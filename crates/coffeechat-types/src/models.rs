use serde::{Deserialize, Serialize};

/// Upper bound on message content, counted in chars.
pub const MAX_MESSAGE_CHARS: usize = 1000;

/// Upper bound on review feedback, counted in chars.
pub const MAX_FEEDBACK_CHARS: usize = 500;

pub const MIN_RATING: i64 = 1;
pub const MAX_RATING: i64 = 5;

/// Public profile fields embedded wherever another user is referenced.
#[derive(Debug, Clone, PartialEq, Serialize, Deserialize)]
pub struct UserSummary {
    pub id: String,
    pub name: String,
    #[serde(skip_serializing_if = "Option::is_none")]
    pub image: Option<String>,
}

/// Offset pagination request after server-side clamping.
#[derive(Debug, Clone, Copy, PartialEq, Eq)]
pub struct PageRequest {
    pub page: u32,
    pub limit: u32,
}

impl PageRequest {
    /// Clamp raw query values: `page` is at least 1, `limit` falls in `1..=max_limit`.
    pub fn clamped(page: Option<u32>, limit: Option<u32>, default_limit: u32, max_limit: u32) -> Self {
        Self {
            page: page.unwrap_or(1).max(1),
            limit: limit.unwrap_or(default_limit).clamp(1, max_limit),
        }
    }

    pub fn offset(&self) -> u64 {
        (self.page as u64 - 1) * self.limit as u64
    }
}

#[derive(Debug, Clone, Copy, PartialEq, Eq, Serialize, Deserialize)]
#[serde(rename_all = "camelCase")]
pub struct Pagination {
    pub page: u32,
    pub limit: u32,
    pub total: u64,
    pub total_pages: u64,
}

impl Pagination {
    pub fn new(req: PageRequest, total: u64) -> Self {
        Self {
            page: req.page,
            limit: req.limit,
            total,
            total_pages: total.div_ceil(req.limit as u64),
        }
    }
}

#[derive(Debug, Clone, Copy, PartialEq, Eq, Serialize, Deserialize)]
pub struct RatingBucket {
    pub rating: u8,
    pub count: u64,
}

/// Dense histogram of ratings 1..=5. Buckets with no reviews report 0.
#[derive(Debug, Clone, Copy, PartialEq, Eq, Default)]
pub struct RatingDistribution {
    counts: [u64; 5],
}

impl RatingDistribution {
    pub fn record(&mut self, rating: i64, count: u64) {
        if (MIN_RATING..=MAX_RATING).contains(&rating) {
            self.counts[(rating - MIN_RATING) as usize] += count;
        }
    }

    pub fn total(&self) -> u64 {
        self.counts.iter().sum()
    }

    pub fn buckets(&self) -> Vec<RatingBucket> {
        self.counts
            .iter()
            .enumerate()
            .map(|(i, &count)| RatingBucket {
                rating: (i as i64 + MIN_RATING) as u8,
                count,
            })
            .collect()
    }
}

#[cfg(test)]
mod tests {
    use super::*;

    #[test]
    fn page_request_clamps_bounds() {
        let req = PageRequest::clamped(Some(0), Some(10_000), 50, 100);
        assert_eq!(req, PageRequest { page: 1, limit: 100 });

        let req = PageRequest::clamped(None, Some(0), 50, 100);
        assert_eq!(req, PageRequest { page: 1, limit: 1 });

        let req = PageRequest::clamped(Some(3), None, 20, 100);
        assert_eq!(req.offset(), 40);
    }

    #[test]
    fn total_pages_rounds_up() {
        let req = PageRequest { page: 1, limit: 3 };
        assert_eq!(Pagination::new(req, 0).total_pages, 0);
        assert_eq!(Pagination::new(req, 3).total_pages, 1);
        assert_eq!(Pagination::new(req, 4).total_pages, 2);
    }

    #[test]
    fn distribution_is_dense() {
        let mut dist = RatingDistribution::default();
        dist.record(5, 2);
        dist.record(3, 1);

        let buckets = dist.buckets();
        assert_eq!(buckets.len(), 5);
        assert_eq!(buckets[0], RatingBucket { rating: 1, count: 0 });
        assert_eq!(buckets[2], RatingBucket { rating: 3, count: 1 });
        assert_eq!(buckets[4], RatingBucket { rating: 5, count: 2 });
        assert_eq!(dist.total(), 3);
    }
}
★ ★ ★ ★
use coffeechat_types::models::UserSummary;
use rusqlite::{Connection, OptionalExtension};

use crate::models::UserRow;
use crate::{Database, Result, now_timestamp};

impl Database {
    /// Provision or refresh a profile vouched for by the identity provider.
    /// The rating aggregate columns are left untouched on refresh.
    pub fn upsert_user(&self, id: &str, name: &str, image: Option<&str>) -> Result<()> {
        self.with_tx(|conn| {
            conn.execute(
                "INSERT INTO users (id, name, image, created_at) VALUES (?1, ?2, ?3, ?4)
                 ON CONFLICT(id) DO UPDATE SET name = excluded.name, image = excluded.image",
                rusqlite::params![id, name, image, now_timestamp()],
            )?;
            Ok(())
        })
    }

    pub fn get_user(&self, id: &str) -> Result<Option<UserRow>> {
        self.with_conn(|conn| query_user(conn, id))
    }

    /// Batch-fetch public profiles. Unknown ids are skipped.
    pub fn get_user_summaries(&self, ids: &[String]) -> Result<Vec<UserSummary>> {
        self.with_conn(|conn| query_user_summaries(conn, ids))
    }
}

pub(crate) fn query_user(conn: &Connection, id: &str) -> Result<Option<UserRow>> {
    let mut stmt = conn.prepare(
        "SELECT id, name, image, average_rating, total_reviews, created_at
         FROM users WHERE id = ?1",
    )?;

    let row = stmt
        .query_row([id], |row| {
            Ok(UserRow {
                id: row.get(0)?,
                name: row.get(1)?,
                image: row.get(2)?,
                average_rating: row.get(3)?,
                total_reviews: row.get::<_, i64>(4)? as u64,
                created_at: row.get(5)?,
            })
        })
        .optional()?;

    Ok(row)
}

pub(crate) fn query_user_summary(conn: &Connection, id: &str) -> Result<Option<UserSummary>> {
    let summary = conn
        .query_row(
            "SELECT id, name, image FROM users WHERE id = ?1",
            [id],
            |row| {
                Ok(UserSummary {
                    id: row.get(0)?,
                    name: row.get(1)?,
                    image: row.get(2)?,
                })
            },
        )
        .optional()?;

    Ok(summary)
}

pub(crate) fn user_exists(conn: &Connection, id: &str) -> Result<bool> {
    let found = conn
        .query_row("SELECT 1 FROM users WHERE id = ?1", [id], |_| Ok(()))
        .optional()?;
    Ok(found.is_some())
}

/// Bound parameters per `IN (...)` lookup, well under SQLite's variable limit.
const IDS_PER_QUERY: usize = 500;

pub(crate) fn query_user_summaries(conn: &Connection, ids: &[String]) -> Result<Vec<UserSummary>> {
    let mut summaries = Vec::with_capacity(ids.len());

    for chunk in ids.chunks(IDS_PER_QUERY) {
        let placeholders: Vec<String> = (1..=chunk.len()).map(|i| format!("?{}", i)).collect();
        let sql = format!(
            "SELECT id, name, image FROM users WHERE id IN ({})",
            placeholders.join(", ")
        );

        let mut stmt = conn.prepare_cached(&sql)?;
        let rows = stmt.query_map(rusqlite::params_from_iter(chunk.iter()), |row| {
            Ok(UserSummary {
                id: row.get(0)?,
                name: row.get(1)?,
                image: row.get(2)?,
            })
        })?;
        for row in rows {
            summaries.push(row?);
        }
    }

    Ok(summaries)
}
★ ★ ★ ★
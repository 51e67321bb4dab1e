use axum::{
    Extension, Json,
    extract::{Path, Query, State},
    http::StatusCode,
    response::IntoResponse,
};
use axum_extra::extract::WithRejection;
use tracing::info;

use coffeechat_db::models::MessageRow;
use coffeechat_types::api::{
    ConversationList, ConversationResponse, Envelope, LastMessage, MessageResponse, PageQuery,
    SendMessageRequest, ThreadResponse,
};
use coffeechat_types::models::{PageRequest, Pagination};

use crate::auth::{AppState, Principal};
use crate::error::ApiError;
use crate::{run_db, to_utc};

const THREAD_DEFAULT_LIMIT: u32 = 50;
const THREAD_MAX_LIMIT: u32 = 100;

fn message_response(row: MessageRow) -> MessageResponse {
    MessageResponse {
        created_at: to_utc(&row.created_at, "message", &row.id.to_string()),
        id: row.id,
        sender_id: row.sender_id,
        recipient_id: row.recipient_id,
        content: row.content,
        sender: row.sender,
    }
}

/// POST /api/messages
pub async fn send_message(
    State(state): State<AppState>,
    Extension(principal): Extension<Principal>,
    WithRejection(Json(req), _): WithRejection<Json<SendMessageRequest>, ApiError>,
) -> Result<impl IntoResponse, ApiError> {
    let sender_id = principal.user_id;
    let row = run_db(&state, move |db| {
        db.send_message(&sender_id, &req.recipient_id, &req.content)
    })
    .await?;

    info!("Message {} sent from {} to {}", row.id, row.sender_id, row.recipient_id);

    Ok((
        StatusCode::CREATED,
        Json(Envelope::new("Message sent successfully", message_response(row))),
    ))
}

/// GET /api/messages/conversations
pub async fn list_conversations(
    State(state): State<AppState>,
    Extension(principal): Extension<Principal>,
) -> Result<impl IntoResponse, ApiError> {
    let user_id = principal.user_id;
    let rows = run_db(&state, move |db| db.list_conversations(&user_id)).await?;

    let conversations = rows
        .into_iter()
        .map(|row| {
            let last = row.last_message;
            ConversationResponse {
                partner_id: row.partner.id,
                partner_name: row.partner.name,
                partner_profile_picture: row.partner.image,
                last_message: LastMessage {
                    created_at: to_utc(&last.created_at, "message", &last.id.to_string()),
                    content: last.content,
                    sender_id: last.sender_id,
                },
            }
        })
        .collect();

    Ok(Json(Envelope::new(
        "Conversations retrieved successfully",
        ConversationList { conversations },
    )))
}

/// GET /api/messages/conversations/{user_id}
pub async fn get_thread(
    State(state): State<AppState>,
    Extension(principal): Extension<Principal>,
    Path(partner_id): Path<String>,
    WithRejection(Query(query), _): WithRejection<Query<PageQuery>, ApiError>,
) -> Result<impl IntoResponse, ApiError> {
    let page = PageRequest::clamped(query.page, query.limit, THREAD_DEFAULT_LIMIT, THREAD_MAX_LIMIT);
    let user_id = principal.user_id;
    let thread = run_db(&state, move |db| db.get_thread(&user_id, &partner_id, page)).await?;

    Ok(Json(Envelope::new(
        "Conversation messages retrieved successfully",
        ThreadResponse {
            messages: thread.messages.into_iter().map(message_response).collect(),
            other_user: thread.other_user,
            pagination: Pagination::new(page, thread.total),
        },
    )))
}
★ ★ ★ ★
- _What you need to do_: Please return the lines above that run from the line containing "filename crates/coffeechat-types/src/models.rs" to the line containing "pub const MAX_FEEDBACK_CHARS: usize = 500;", inclusive, exactly and with no other lines.

- _Exercise result_:
filename crates/coffeechat-types/src/models.rs
use serde::{Deserialize, Serialize};

/// Upper bound on message content, counted in chars.
pub const MAX_MESSAGE_CHARS: usize = 1000;

/// Upper bound on review feedback, counted in chars.
pub const MAX_FEEDBACK_CHARS: usize = 500;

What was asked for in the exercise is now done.